Matthies broadens informed-consent doctrine to require disclosure of medically reasonable alternatives regardless of whether the physician recommends or will perform them, firmly situates nondisclosure as negligence rather than battery, and articulates clear elements and evidentiary needs. For students and practitioners, it is a key case on: the patient-centered materiality standard; the duty to discuss alternatives and the option of no treatment; the objective causation test; the role of expert testimony; and the distinction between lack of consent (battery) and lack of informed consent (negligence).

Frequently Asked Questions

Does a physician have to disclose alternatives that he or she believes are not advisable or would not personally perform?

Yes, if the alternatives are medically reasonable. Matthies holds that disclosure turns on what a reasonably prudent patient would find material, not solely on the physician's preference. A doctor may still refuse to perform an option he or she deems unwise, but must disclose it and, when appropriate, refer the patient so the patient can pursue that alternative elsewhere.

Is a lack-of-informed-consent claim limited to surgical or invasive procedures?

No. Matthies rejects that limitation. The duty to disclose extends to all courses of treatment, including conservative management and the option of no treatment. The touchstone is the patient's right to make an informed, autonomous decision, not whether the recommended course is invasive.

What causation standard applies in New Jersey informed-consent cases after Matthies?

New Jersey applies an objective, reasonable-patient standard. The plaintiff must show that a reasonably prudent patient in the plaintiff's position would have declined the recommended course or chosen a different, medically reasonable alternative if fully informed, and that the different choice would likely have led to a better outcome.

What role does expert testimony play in an informed-consent action under Matthies?

Expert testimony is ordinarily required to establish which alternatives were medically reasonable, to explain the comparative risks, benefits, and probabilities of outcomes, and to assist the jury in assessing materiality. Experts also inform the analysis of whether a different choice would likely have produced a better result. Jurors then decide materiality and causation.

How does Matthies distinguish negligence-based informed consent from battery?
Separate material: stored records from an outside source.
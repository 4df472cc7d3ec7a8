use crate::expr::{FormulaError, UnboundSymbol};
use thiserror::Error;

/// Errors raised by constructing or evaluating a secondary value.
#[derive(Debug, Error, Clone, PartialEq)]
pub enum PropagationError {
    #[error(transparent)]
    Formula(#[from] FormulaError),

    #[error("missing value for symbol '{symbol}': no binding, dependency or default provides it")]
    MissingSymbol { symbol: String },

    #[error("shape mismatch for symbol '{symbol}': expected length {expected}, found length {found}")]
    ShapeMismatch {
        symbol: String,
        expected: usize,
        found: usize,
    },

    #[error("unknown symbol '{symbol}': not used by the formula or any of its dependencies")]
    UnknownSymbol { symbol: String },
}

impl From<UnboundSymbol> for PropagationError {
    fn from(err: UnboundSymbol) -> Self {
        PropagationError::MissingSymbol { symbol: err.0 }
    }
}

/// Result type for propagation operations.
pub type PropagationResult<T> = Result<T, PropagationError>;
use secval_core::propagation::{Binding, Bindings, PropagationError, SecondaryValue, Value};
use secval_core::{Catalog, Expr};
use std::sync::Arc;

fn scalar(value: &Value) -> f64 {
    value.as_scalar().unwrap()
}

fn assert_close(actual: f64, expected: f64) {
    assert!(
        (actual - expected).abs() < 1e-10,
        "expected {}, got {}",
        expected,
        actual
    );
}

/// Deterministic stand-in for random samples in [0, 1)
fn samples(count: usize) -> impl Iterator<Item = f64> {
    (0..count).map(|i| ((i as f64 + 0.5) * 0.618_033_988_749_895).fract())
}

#[test]
fn test_product_plus_offset_without_errors() {
    let x = SecondaryValue::new("a*b+c").unwrap();
    let result = x
        .evaluate(&Bindings::new().with("a", 1.2).with("b", 7.9).with("c", 10.0))
        .unwrap();

    assert_eq!(result.as_slice(), &[Value::Scalar(1.2 * 7.9 + 10.0)]);
}

#[test]
fn test_product_plus_offset_with_errors() {
    let x = SecondaryValue::new("a*b+c").unwrap();
    let values: Vec<f64> = samples(60).collect();

    for chunk in values.chunks(6) {
        let (a, da, b, db, c, dc) = (chunk[0], chunk[1], chunk[2], chunk[3], chunk[4], chunk[5]);
        let result = x
            .evaluate(
                &Bindings::new()
                    .with("a", (a, da))
                    .with("b", (b, db))
                    .with("c", (c, dc)),
            )
            .unwrap();

        assert_close(scalar(result.value()), a * b + c);
        assert_close(
            scalar(&result[1]),
            ((a * db).powi(2) + (da * b).powi(2) + dc.powi(2)).sqrt(),
        );
    }
}

#[test]
fn test_symbols_without_dependencies() {
    let x = SecondaryValue::new("a*b+c").unwrap();
    let tree = x.symbol_tree();

    assert_eq!(tree.iter().map(|(name, _)| name).collect::<Vec<_>>(), vec!["a", "b", "c"]);
    assert!(tree.iter().all(|(_, subtree)| subtree.is_empty()));

    let (_, dependencies) = x
        .evaluate_with_dependencies(&Bindings::new().with("a", 1.0).with("b", 1.0).with("c", 1.0))
        .unwrap();
    assert!(dependencies.is_empty());
}

#[test]
fn test_binding_unknown_name_fails() {
    let x = SecondaryValue::new("a*b+c").unwrap();
    assert!(matches!(
        x.evaluate(&Bindings::new().with("u", 1.0)),
        Err(PropagationError::UnknownSymbol { .. })
    ));
}

fn passthrough() -> SecondaryValue {
    let x = SecondaryValue::new("b").unwrap();
    SecondaryValue::builder("a + x").dependency("x", x).build().unwrap()
}

#[test]
fn test_overriding_dependency() {
    let y = passthrough();
    let (result, dependencies) = y
        .evaluate_with_dependencies(&Bindings::new().with("a", 1.0).with("x", 1.0))
        .unwrap();

    assert!(dependencies.is_empty());
    assert_eq!(result.value(), &Value::Scalar(2.0));
}

#[test]
fn test_computing_dependency() {
    let y = passthrough();
    let (result, dependencies) = y
        .evaluate_with_dependencies(&Bindings::new().with("a", 1.0).with("b", 2.0))
        .unwrap();

    assert_eq!(result.value(), &Value::Scalar(3.0));
    assert_eq!(dependencies["x"].estimate.as_slice(), &[Value::Scalar(2.0)]);
    assert!(dependencies["x"].dependencies.is_empty());
}

#[test]
fn test_dependency_errors() {
    let y = passthrough();
    let values: Vec<f64> = samples(40).collect();

    for chunk in values.chunks(4) {
        let (a, da, b, db) = (chunk[0], chunk[1], chunk[2], -chunk[3]);
        let (result, dependencies) = y
            .evaluate_with_dependencies(&Bindings::new().with("a", (a, da)).with("b", (b, db)))
            .unwrap();

        assert_close(scalar(result.value()), a + b);
        assert_close(scalar(&result[1]), (db.powi(2) + da.powi(2)).sqrt());

        let x = &dependencies["x"].estimate;
        assert_close(scalar(x.value()), b);
        assert_close(scalar(&x[1]), db.abs());
    }
}

#[test]
fn test_vectorized_through_dependency() {
    let y = passthrough();
    let result = y
        .evaluate(&Bindings::new().with("a", vec![1.0, 2.0]).with("b", 2.0))
        .unwrap();

    assert_eq!(result.value(), &Value::Array(vec![3.0, 4.0]));
}

#[test]
fn test_array_values_on_both_sides() {
    let y = passthrough();

    let mixed = y
        .evaluate(&Bindings::new().with("a", vec![1.0, 2.0, 3.0]).with("b", 0.0))
        .unwrap();
    assert_eq!(mixed.value(), &Value::Array(vec![1.0, 2.0, 3.0]));

    let both = y
        .evaluate(
            &Bindings::new()
                .with("a", vec![1.0, 2.0, 3.0])
                .with("b", vec![1.0, 2.0, 3.0]),
        )
        .unwrap();
    assert_eq!(both.value(), &Value::Array(vec![2.0, 4.0, 6.0]));
}

#[test]
fn test_defaults_fill_missing() {
    let y = SecondaryValue::builder("a + b").default("a", (1.0, 2.0)).build().unwrap();
    let result = y.evaluate(&Bindings::new().with("b", 1.0)).unwrap();

    assert_eq!(result.as_slice(), &[Value::Scalar(2.0), Value::Scalar(2.0)]);
}

#[test]
fn test_systematic_and_statistical_channels() {
    // Resistance from voltage and current, each with a statistical and a
    // systematic error channel
    let resistance = SecondaryValue::new("U/I").unwrap();
    let result = resistance
        .evaluate(
            &Bindings::new()
                .with("U", Binding::new(vec![10.0, 20.0]).with_error(0.1).with_error(0.2))
                .with("I", Binding::new(vec![2.0, 4.0]).with_error(0.05)),
        )
        .unwrap();

    assert_eq!(result.channels(), 2);
    let value = result.value().as_slice().unwrap();
    assert_close(value[0], 5.0);
    assert_close(value[1], 5.0);

    let statistical = result[1].as_slice().unwrap();
    let expected_0 = ((0.1f64 / 2.0).powi(2) + (10.0 * 0.05 / 4.0f64).powi(2)).sqrt();
    let expected_1 = ((0.1f64 / 4.0).powi(2) + (20.0 * 0.05 / 16.0f64).powi(2)).sqrt();
    assert_close(statistical[0], expected_0);
    assert_close(statistical[1], expected_1);

    let systematic = result[2].as_slice().unwrap();
    assert_close(systematic[0], 0.2 / 2.0);
    assert_close(systematic[1], 0.2 / 4.0);
}

#[test]
fn test_shared_dependency_across_threads() {
    let velocity = Arc::new(SecondaryValue::new("s/t").unwrap());
    let energy = Arc::new(
        SecondaryValue::builder("m*v**2/2")
            .dependency("v", velocity)
            .build()
            .unwrap(),
    );

    let handles: Vec<_> = (1..=4)
        .map(|m| {
            let energy = energy.clone();
            std::thread::spawn(move || {
                let bindings = Bindings::new()
                    .with("m", m as f64)
                    .with("s", (10.0, 0.1))
                    .with("t", 2.0);
                energy.evaluate(&bindings).unwrap()
            })
        })
        .collect();

    for (m, handle) in (1..=4).zip(handles) {
        let result = handle.join().unwrap();
        let m = m as f64;
        // v = 5 +- 0.05, dE/dv = m*v
        assert_close(scalar(result.value()), m * 12.5);
        assert_close(scalar(&result[1]), m * 5.0 * 0.05);
    }
}

#[test]
fn test_catalog_matches_builder() {
    let catalog = Catalog::from_json(
        r#"{"quantities": {
            "x": {"formula": "b"},
            "y": {"formula": "a + x", "dependencies": {"x": "x"}}
        }}"#,
    )
    .unwrap();

    let bindings = Bindings::new().with("a", (1.0, 0.3)).with("b", (2.0, 0.4));
    let from_catalog = catalog.evaluate("y", &bindings).unwrap();
    let from_builder = passthrough().evaluate(&bindings).unwrap();

    assert_eq!(from_catalog, from_builder);
    assert_close(scalar(&from_catalog[1]), 0.5);
}

#[test]
fn test_propagation_formula_export() {
    let y = SecondaryValue::new("a*b").unwrap();
    let formula: Expr = y.gauss_propagation(&["a", "b"]).unwrap();

    assert_eq!(formula.to_string(), "sqrt((b*Delta_a)^2 + (a*Delta_b)^2)");
}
Battery addresses unauthorized touching or procedures performed without any consent. In contrast, informed consent is a negligence theory based on the failure to disclose material information needed for an informed choice. Even where some consent exists (or the course is noninvasive), a physician may be liable in negligence for not disclosing medically reasonable alternatives.

Conclusion

Matthies v. Mastromonaco is a cornerstone of modern informed-consent jurisprudence. It centers the doctrine on patient autonomy, requiring physicians to disclose not just the risks of a recommended path, but also the medically reasonable alternatives and the option of no treatment. By doing so, it ensures that medical decision-making remains the patient's prerogative, guided by full and material information.

Doctrinally, the case clarifies that nondisclosure is negligence—not battery—and articulates the proof structure students must master: a medically reasonable alternative, materiality to a prudent patient, objective causation, and a better-outcome link, typically established through expert testimony. Matthies thus provides a clear analytical roadmap for evaluating informed-consent claims across a broad range of treatment contexts.